I'd love to know Chandler's context for that metaphor. One imagines he was referring to a thug, or an LAPD lieutenant. Perhaps both. I myself somewhat collect these kinds of gems when I encounter them in text.  I have preserved one from Chandler that goes to the effect that the playboy character Christopher Lavery was going back to the beach to lie in the sun and show the girls what they didn't necessarily have to go on missing.

Ms. Dowd once blended in someone's quote about their enmity toward Swifty Lazar, a Hollywood power agent who apparently was vertically challenged, when they told Swifty in some restaurant to go hang himself from a Bonsai tree.
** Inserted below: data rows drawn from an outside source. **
use std::collections::BTreeMap;
use std::fmt;

/// What an [`Invalid`] refers to inside a group.
#[derive(Debug, Clone, PartialEq, Eq)]
pub enum Target {
    /// A single node, by name.
    Node(String),
    /// The group as a whole (chain-level validator failure).
    Group,
}

/// A single validation failure raised by a type, a node validator or a group validator.
#[derive(Debug, Clone, PartialEq, Eq, thiserror::Error)]
#[error("{message}")]
pub struct Invalid {
    target: Target,
    message: String,
}

impl Invalid {
    /// A failure without a specific target; treated as group-level when collected.
    pub fn new(message: impl Into<String>) -> Self {
        Self { target: Target::Group, message: message.into() }
    }

    pub fn node(name: impl Into<String>, message: impl Into<String>) -> Self {
        Self { target: Target::Node(name.into()), message: message.into() }
    }

    pub fn group(message: impl Into<String>) -> Self {
        Self::new(message)
    }

    #[must_use]
    pub const fn target(&self) -> &Target {
        &self.target
    }

    #[must_use]
    pub fn message(&self) -> &str {
        &self.message
    }

    /// Re-targets the failure at `node`.
    #[must_use]
    pub fn at(mut self, node: impl Into<String>) -> Self {
        self.target = Target::Node(node.into());
        self
    }
}

/// Every failure of one deserialize pass, keyed `"group.node"` or `"group.group"`.
#[derive(Debug, Clone, Default, PartialEq, Eq)]
pub struct ValidationError {
    errors: BTreeMap<String, String>,
}

impl ValidationError {
    #[must_use]
    pub fn new() -> Self {
        Self::default()
    }

    pub fn insert(&mut self, key: impl Into<String>, message: impl Into<String>) {
        self.errors.insert(key.into(), message.into());
    }

    pub fn merge(&mut self, other: Self) {
        self.errors.extend(other.errors);
    }

    #[must_use]
    pub fn is_empty(&self) -> bool {
        self.errors.is_empty()
    }

    #[must_use]
    pub fn len(&self) -> usize {
        self.errors.len()
    }

    #[must_use]
    pub const fn as_map(&self) -> &BTreeMap<String, String> {
        &self.errors
    }

    #[must_use]
    pub fn into_map(self) -> BTreeMap<String, String> {
        self.errors
    }

    /// `Ok(value)` when nothing was collected.
    ///
    /// # Errors
    /// Returns `self` when at least one failure was recorded.
    pub fn into_result<T>(self, value: T) -> Result<T, Self> {
        if self.is_empty() { Ok(value) } else { Err(self) }
    }
}

impl fmt::Display for ValidationError {
    fn fmt(&self, f: &mut fmt::Formatter<'_>) -> fmt::Result {
        f.write_str("Invalid settings:")?;
        for (key, message) in &self.errors {
            write!(f, " {key}: {message};")?;
        }
        Ok(())
    }
}

impl std::error::Error for ValidationError {}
One of my favorite ones gets a workout at this time of year and involves fruitcake. Russell Baker once declared that it was "the only food durable enough to become a family heirloom." My wife has a tendency to buy multiple packages of "goodies" then hides half of them in the kitchen or the pantry. When I have plowed my way through the visible ones I seek out the hidden ones.  This usually leads to some discussion that I wasn't supposed to eat whatever it was. It wasn't meant for me.  This of course leads me to leave a note on a half-consumed package of goodies that food was not meant to be a "family heirloom." She still hides food.

But, if points were being awarded, the first place award would go to Christopher Buckley for reminding us that Dorothy Parker, a Smith graduate, said of the girls at Bennington College that if they were laid end-to-end, she wouldn't be at all surprised.

I wonder if Ms. Dowd will ever get to use that one.